Prompt
In the entries below, find the line with "pub fn set_terminator(&mut" and the line with "in the entry block.". Reproduce those two lines and every line between them exactly, and nothing more.

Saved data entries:
──────────────────────────────
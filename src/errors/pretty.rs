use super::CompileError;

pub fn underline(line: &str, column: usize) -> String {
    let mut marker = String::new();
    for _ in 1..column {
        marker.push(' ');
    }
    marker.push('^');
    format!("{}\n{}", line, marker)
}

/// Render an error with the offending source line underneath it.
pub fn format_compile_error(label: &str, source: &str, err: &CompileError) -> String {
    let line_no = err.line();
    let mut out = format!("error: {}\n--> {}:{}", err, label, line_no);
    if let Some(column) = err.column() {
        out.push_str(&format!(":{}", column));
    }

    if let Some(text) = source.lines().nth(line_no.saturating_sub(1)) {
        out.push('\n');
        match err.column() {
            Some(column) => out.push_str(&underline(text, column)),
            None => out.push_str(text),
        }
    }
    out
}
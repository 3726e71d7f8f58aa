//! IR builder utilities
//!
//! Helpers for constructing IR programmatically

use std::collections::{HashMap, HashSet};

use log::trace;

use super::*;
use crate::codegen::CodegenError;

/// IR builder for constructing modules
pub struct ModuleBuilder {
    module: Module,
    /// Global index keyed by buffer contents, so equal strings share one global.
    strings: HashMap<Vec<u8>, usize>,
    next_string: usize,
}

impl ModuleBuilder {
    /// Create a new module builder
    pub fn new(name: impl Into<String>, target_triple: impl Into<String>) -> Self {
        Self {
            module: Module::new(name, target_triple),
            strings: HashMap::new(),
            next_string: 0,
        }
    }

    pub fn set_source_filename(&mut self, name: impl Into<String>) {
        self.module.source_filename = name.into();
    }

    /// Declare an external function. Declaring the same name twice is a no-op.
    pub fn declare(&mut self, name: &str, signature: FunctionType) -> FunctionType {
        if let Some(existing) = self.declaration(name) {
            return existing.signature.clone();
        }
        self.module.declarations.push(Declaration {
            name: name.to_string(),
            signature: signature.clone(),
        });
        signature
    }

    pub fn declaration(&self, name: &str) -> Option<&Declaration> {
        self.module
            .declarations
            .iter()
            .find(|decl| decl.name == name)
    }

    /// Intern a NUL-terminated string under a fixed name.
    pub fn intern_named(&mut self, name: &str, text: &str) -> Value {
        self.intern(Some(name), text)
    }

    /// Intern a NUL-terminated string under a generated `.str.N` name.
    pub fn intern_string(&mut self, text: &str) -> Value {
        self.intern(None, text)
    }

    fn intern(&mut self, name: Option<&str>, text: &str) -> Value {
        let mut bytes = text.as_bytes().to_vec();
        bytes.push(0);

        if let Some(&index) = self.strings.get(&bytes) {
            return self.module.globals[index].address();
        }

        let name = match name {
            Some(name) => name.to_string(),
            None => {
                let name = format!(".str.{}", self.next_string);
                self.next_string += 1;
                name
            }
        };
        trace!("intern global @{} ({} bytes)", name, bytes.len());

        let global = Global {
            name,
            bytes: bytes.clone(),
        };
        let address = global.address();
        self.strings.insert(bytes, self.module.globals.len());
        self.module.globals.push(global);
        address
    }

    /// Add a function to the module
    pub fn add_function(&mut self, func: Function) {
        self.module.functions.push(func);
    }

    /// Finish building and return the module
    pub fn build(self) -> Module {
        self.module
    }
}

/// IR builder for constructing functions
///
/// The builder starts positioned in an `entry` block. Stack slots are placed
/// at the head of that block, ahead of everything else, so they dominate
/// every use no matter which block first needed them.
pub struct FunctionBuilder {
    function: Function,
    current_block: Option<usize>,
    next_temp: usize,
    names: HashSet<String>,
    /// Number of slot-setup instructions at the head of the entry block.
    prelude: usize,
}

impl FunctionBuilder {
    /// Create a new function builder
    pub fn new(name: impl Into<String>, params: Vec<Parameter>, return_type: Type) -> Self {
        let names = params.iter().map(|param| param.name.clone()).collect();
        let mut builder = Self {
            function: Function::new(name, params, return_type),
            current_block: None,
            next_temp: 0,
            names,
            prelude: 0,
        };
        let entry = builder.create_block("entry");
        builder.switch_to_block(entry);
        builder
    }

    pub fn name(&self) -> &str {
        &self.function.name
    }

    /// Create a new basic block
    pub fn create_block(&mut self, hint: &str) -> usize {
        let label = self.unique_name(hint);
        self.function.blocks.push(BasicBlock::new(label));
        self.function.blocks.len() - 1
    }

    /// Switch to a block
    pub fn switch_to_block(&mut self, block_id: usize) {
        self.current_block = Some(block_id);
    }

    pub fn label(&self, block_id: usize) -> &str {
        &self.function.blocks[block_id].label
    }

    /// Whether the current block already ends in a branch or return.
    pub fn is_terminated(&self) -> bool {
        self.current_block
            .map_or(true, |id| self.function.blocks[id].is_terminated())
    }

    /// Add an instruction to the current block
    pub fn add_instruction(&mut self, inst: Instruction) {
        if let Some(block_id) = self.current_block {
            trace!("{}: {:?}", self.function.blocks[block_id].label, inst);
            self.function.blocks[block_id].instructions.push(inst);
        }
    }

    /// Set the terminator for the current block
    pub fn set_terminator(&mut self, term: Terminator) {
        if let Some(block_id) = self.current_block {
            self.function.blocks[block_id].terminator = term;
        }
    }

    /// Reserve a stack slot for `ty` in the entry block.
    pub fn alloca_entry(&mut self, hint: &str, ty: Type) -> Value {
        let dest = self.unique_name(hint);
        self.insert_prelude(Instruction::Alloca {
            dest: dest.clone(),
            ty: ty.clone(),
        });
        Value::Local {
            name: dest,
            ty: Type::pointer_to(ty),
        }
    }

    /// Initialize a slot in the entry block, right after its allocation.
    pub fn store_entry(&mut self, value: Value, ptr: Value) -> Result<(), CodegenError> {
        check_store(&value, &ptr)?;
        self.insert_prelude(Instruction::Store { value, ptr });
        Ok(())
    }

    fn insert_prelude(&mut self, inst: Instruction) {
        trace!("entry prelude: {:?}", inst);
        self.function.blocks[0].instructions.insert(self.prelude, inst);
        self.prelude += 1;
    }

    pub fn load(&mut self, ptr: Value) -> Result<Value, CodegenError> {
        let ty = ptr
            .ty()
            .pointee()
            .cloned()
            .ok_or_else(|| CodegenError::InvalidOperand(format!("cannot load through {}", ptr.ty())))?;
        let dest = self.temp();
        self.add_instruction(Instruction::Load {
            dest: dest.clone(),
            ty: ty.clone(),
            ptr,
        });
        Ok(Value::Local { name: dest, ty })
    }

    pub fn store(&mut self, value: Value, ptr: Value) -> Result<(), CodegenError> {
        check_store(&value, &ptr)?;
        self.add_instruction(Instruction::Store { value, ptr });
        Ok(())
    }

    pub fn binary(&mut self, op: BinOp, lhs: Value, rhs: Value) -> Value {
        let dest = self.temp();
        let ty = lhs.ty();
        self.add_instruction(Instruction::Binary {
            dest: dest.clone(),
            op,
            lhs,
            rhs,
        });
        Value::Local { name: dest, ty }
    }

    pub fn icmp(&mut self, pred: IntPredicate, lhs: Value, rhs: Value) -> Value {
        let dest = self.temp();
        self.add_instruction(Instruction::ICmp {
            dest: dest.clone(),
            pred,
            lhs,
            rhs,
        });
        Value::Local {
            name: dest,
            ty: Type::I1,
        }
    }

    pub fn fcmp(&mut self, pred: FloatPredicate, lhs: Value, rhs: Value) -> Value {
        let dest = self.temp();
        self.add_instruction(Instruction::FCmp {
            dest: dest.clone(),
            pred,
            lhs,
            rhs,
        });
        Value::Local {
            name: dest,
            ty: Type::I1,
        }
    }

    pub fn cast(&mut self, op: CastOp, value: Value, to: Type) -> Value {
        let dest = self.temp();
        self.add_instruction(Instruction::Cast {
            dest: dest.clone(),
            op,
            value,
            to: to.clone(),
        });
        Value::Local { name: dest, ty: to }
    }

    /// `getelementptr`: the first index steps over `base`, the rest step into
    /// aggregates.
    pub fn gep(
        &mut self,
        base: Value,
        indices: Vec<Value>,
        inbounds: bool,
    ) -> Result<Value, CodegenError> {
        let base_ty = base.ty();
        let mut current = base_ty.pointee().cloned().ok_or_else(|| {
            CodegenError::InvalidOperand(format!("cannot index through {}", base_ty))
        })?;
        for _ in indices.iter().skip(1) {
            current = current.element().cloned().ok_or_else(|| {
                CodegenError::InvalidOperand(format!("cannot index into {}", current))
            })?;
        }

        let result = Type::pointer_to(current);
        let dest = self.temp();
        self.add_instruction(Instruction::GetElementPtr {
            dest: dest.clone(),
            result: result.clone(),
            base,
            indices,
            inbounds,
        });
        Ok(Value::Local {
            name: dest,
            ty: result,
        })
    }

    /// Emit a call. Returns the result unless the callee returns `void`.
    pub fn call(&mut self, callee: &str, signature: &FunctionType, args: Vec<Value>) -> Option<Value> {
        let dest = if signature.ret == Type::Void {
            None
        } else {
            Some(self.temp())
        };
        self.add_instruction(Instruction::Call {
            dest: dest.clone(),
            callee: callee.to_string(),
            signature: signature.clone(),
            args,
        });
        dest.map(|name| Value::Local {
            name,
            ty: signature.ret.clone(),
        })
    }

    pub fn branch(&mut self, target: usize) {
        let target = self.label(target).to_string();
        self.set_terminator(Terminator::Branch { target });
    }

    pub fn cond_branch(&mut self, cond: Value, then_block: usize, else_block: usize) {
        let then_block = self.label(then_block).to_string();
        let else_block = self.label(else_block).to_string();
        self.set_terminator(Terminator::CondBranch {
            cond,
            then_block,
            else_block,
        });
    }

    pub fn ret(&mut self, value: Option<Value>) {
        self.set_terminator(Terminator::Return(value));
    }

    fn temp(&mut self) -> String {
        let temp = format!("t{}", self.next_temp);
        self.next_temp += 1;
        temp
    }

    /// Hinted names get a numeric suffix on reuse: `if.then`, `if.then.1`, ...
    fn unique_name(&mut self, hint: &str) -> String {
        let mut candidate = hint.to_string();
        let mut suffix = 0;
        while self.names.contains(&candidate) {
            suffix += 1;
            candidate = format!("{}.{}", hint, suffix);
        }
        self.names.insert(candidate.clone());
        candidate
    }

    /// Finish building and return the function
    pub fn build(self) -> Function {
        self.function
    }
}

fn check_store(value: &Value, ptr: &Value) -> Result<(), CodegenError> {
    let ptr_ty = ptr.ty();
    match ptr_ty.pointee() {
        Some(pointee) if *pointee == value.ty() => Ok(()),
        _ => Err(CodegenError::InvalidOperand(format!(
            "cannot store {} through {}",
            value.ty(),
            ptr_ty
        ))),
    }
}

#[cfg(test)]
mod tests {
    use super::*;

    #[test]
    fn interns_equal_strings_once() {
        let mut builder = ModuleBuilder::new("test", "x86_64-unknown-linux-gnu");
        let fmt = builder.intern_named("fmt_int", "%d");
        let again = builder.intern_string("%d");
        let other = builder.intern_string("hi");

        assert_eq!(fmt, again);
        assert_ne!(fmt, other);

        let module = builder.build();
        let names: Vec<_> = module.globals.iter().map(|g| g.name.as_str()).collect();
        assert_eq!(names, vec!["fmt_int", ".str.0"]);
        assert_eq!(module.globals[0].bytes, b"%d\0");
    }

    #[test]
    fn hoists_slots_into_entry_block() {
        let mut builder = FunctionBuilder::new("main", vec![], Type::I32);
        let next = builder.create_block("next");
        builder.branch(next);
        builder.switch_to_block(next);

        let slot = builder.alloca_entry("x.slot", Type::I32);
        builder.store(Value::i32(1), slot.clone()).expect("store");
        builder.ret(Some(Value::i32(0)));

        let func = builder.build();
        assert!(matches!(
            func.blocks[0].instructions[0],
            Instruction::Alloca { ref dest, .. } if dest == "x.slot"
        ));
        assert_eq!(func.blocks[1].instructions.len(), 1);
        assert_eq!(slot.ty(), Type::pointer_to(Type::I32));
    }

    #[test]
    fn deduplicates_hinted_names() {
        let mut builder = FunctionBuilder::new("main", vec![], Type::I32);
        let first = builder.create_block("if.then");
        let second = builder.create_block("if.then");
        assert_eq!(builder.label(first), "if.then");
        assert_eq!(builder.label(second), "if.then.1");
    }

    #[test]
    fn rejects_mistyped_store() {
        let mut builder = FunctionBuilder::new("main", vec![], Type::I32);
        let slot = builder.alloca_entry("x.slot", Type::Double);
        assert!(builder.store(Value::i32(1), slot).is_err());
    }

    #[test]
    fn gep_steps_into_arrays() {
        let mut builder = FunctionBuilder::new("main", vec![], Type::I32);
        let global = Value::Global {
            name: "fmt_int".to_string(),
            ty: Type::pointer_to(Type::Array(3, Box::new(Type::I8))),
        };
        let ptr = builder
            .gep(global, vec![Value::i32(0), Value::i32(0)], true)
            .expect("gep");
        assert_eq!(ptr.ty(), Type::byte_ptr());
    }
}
──────────────────────────────
Answer below
    pub fn set_terminator(&mut self, term: Terminator) {
        if let Some(block_id) = self.current_block {
            self.function.blocks[block_id].terminator = term;
        }
    }

    /// Reserve a stack slot for `ty` in the entry block.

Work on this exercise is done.